[YOUR TASK]:
Count the lines below that contain the word "header", and state only that number.

[EXTRACTED MATERIAL]:
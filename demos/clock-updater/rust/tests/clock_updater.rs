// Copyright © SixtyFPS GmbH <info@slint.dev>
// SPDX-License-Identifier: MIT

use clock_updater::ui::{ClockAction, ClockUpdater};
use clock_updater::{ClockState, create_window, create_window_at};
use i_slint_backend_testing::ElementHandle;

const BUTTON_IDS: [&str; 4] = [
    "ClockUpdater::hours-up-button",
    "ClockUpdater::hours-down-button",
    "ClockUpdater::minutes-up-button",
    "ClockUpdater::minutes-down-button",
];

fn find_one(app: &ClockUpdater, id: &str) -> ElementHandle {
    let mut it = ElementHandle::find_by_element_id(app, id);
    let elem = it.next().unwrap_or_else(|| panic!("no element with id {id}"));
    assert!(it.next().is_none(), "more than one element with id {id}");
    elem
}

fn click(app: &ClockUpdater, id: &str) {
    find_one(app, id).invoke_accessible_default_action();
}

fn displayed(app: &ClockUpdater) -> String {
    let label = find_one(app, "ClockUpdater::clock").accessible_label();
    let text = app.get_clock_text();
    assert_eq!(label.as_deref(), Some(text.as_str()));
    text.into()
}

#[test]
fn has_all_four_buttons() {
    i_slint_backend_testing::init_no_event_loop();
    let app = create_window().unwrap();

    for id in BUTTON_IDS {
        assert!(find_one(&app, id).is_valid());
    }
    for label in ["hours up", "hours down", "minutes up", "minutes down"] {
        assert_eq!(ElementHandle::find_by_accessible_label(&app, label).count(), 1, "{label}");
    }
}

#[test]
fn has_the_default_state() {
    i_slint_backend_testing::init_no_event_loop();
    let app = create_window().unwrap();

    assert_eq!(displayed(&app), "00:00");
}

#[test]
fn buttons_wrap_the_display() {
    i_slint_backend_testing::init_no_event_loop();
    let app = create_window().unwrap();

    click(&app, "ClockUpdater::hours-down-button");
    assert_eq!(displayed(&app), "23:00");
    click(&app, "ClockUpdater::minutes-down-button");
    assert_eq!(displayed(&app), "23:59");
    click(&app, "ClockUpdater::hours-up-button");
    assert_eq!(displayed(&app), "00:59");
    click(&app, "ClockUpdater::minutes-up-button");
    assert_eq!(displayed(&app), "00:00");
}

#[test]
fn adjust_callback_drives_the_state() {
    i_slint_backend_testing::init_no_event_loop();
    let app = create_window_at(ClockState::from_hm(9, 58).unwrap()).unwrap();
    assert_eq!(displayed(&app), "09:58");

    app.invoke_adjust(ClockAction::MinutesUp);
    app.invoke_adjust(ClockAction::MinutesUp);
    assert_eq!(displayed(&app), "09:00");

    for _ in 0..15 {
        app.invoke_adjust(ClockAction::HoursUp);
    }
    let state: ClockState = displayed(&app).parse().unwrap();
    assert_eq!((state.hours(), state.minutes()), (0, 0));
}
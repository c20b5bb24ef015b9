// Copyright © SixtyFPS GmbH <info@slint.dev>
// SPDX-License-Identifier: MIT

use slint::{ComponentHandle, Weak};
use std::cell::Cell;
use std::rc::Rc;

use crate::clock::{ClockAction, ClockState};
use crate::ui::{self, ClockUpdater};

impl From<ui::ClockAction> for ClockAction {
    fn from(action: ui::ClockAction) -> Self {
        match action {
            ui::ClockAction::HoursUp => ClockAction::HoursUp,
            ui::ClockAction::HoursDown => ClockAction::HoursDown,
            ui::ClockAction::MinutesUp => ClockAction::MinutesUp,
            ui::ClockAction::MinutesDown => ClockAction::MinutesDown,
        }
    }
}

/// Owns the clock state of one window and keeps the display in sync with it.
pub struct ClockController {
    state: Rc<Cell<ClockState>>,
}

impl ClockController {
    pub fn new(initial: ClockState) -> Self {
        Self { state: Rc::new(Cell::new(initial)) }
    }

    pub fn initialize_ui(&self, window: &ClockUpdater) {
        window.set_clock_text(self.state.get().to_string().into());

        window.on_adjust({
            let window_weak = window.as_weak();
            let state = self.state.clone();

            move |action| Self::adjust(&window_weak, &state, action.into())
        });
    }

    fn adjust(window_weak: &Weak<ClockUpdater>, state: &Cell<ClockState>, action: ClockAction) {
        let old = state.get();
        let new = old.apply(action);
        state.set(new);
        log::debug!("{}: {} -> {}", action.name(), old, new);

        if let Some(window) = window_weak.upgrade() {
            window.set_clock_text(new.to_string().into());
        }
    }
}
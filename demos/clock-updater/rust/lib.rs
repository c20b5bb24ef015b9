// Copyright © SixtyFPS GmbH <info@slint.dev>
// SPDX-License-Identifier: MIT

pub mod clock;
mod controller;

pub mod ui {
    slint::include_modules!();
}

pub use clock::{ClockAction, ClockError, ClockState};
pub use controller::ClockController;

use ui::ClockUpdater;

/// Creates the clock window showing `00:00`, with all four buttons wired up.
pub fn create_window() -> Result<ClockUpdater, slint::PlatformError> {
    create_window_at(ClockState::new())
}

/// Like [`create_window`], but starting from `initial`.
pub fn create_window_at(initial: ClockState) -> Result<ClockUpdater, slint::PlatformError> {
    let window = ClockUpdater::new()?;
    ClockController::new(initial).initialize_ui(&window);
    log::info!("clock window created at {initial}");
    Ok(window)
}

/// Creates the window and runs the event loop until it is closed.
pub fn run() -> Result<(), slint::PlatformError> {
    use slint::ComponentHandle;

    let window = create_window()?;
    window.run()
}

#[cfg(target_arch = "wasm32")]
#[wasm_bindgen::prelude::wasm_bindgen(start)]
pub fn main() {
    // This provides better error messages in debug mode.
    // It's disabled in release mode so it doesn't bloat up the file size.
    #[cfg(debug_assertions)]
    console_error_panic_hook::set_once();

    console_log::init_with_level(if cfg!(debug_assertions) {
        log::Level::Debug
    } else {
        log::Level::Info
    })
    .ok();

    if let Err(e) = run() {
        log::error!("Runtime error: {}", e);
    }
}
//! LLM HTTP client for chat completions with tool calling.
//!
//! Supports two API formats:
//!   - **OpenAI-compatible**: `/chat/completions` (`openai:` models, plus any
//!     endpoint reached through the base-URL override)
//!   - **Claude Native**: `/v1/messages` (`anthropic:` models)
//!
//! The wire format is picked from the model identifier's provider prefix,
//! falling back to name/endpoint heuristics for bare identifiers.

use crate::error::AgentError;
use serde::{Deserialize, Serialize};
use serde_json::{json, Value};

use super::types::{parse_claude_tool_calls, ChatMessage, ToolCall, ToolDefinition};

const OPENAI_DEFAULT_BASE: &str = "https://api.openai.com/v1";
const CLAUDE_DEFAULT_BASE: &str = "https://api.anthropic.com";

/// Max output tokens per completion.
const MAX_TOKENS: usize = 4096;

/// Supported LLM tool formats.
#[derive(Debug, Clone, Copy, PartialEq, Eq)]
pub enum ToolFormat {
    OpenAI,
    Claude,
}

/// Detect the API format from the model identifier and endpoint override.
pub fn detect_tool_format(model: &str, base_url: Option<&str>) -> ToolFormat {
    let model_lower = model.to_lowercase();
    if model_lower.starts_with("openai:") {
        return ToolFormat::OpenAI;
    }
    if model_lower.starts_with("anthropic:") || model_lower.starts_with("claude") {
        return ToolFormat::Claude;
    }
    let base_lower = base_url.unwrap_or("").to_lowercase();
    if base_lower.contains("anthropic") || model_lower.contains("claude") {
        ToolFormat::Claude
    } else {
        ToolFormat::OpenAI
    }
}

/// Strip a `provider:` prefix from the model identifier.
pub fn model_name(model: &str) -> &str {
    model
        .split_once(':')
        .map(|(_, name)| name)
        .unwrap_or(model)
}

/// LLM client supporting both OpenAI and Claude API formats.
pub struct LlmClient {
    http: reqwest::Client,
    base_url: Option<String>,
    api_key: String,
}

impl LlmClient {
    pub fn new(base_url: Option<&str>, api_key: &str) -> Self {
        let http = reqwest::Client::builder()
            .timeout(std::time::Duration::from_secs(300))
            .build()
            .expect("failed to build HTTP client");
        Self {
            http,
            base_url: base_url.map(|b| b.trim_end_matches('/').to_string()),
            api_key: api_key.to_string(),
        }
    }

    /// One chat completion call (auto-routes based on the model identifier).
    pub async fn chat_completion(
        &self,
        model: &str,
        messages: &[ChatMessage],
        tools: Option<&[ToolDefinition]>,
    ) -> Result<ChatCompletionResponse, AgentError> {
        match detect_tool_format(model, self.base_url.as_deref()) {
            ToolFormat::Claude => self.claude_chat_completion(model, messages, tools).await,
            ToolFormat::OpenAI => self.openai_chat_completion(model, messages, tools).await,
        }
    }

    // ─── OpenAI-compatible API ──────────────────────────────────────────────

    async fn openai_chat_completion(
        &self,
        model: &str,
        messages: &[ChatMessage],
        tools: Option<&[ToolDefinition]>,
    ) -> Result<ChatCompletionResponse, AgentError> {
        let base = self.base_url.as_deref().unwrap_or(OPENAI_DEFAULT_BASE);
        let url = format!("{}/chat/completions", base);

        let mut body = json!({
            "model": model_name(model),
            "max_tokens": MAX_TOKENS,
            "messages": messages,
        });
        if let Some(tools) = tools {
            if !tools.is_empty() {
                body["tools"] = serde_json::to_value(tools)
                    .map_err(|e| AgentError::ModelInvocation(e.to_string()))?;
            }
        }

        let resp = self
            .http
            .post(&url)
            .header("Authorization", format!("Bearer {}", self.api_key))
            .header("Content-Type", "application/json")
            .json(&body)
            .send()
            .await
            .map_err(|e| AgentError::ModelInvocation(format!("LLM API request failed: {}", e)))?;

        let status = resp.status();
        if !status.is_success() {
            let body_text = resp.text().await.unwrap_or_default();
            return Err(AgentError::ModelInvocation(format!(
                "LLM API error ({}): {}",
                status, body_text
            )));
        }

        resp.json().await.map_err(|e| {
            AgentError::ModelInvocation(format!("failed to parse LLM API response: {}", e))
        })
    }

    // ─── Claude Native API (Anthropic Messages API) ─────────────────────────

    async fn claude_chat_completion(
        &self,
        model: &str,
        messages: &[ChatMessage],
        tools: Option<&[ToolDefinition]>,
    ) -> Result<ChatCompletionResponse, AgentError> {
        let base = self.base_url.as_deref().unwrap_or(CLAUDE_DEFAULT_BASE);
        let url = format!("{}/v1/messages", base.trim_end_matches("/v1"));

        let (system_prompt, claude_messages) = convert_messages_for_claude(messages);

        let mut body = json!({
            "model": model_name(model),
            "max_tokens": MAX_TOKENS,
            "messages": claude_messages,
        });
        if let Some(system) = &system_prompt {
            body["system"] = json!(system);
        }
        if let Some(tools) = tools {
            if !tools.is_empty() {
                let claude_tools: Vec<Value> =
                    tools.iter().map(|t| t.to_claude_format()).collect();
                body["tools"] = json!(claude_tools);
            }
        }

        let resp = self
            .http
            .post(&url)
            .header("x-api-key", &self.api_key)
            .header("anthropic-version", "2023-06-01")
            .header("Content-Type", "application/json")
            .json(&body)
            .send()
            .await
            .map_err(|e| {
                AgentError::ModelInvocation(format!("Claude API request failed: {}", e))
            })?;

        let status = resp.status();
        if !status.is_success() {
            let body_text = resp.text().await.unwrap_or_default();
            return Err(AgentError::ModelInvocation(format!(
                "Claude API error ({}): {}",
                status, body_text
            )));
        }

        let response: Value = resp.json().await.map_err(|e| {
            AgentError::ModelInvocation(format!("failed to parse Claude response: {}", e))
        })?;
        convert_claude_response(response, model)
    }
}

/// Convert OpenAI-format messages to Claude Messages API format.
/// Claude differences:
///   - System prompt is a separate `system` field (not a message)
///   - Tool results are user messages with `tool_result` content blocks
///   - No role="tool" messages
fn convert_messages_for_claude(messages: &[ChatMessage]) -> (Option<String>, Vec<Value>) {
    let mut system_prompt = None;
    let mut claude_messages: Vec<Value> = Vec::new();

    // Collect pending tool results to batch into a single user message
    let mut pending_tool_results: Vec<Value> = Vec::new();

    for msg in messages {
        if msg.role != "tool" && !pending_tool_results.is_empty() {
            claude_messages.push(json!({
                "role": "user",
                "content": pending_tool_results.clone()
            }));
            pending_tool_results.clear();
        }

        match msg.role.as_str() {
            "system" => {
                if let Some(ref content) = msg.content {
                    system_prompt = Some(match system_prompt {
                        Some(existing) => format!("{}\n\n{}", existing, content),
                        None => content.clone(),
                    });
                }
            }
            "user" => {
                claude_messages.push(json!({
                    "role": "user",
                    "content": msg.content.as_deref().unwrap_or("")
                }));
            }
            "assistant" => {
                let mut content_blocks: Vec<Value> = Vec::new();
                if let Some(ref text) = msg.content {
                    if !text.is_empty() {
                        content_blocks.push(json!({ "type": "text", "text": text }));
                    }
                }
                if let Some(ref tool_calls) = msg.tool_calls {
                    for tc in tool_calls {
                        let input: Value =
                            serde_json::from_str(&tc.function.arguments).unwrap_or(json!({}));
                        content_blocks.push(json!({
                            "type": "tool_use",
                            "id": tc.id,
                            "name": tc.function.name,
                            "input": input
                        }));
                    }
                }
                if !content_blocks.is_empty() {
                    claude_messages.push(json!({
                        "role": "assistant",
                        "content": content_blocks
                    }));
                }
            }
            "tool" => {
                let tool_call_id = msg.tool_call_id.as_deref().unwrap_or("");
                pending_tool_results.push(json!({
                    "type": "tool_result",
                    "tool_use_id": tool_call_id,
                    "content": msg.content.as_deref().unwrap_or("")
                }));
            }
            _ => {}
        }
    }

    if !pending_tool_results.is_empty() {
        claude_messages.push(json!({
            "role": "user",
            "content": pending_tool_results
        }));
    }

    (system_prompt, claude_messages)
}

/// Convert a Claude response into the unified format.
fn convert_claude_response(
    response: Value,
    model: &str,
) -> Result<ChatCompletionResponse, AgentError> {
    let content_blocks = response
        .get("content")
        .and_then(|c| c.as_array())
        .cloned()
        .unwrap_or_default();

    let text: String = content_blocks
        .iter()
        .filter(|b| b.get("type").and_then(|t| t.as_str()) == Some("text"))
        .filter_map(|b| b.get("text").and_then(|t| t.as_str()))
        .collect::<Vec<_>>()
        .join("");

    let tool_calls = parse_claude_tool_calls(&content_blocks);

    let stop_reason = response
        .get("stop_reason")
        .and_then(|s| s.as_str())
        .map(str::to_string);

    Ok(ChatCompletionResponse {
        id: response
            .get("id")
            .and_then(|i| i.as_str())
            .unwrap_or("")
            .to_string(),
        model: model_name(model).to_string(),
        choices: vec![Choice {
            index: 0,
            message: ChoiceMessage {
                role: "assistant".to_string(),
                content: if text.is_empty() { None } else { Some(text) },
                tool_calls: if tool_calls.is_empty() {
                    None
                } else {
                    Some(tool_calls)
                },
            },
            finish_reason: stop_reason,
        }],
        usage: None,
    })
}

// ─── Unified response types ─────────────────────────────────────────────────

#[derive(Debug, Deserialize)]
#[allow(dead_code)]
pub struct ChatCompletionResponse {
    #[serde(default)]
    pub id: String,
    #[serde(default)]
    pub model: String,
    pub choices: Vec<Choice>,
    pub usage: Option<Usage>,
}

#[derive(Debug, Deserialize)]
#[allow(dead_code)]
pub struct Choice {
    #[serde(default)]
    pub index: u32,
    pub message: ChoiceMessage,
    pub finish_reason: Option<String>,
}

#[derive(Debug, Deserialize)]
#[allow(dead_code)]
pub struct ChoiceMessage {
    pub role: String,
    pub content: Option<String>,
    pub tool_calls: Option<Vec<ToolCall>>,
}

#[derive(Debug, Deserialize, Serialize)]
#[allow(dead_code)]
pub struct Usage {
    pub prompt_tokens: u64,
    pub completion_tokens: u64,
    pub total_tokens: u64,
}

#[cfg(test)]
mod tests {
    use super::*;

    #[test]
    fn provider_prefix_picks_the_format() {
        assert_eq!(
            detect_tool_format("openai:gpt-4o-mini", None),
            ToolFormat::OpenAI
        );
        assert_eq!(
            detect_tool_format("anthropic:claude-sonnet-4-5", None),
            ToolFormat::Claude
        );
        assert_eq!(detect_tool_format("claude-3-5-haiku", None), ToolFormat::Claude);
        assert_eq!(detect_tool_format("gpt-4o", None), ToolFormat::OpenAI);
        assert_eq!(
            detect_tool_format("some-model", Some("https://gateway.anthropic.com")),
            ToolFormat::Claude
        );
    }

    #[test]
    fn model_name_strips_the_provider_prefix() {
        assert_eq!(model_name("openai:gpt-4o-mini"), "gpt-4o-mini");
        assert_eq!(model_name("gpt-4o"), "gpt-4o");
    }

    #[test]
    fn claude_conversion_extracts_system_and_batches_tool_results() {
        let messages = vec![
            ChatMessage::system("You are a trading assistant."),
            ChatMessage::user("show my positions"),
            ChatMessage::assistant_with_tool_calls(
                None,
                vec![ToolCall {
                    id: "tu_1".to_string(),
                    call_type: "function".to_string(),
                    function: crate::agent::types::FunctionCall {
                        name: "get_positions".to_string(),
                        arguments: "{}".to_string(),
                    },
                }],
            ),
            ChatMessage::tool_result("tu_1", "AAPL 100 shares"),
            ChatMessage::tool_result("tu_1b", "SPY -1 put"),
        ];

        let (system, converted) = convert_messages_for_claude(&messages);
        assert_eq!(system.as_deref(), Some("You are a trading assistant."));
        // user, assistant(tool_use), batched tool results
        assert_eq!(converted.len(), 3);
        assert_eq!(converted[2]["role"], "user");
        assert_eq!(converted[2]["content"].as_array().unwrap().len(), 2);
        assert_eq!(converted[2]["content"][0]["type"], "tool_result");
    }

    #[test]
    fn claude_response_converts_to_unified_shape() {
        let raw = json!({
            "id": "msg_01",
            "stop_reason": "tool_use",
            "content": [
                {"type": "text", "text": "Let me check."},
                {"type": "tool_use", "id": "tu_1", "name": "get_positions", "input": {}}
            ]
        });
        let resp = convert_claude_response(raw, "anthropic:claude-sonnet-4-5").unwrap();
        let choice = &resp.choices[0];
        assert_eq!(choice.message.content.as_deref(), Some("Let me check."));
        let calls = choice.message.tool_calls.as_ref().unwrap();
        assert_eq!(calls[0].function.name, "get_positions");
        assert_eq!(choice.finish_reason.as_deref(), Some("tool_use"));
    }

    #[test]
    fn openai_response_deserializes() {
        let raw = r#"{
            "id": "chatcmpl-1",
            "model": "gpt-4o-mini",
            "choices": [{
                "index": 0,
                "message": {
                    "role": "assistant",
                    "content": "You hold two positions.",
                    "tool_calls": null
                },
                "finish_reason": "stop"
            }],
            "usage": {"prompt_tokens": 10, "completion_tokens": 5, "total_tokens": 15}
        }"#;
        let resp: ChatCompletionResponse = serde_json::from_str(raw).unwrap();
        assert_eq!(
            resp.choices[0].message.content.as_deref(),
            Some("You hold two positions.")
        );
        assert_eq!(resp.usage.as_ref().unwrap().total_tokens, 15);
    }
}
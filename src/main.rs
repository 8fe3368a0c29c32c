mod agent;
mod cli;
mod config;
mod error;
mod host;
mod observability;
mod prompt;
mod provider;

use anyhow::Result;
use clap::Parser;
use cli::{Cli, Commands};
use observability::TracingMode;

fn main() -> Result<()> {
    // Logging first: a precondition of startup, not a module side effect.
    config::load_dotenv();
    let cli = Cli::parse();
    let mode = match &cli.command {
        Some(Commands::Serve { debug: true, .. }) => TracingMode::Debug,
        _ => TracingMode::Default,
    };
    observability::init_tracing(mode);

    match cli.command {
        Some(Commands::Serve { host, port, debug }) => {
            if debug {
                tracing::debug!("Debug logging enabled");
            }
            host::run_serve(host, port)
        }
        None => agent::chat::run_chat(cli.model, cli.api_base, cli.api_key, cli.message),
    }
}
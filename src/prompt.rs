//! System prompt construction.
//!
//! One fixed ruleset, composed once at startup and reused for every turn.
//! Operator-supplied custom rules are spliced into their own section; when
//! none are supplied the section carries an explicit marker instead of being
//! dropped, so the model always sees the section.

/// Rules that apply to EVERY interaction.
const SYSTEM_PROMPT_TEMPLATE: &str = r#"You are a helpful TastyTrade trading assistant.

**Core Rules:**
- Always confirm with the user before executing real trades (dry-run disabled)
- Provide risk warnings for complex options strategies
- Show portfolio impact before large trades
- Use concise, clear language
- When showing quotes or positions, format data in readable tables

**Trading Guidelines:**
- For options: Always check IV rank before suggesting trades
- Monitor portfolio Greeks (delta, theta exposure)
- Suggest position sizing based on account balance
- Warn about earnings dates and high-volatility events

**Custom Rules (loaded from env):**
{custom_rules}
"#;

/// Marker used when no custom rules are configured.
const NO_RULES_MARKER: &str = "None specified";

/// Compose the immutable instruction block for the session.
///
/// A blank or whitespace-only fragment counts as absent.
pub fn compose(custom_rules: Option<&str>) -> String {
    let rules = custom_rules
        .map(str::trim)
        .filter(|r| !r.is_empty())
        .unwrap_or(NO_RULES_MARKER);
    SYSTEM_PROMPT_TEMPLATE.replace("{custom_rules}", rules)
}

[SOLUTION TO THE PROBLEM]:
5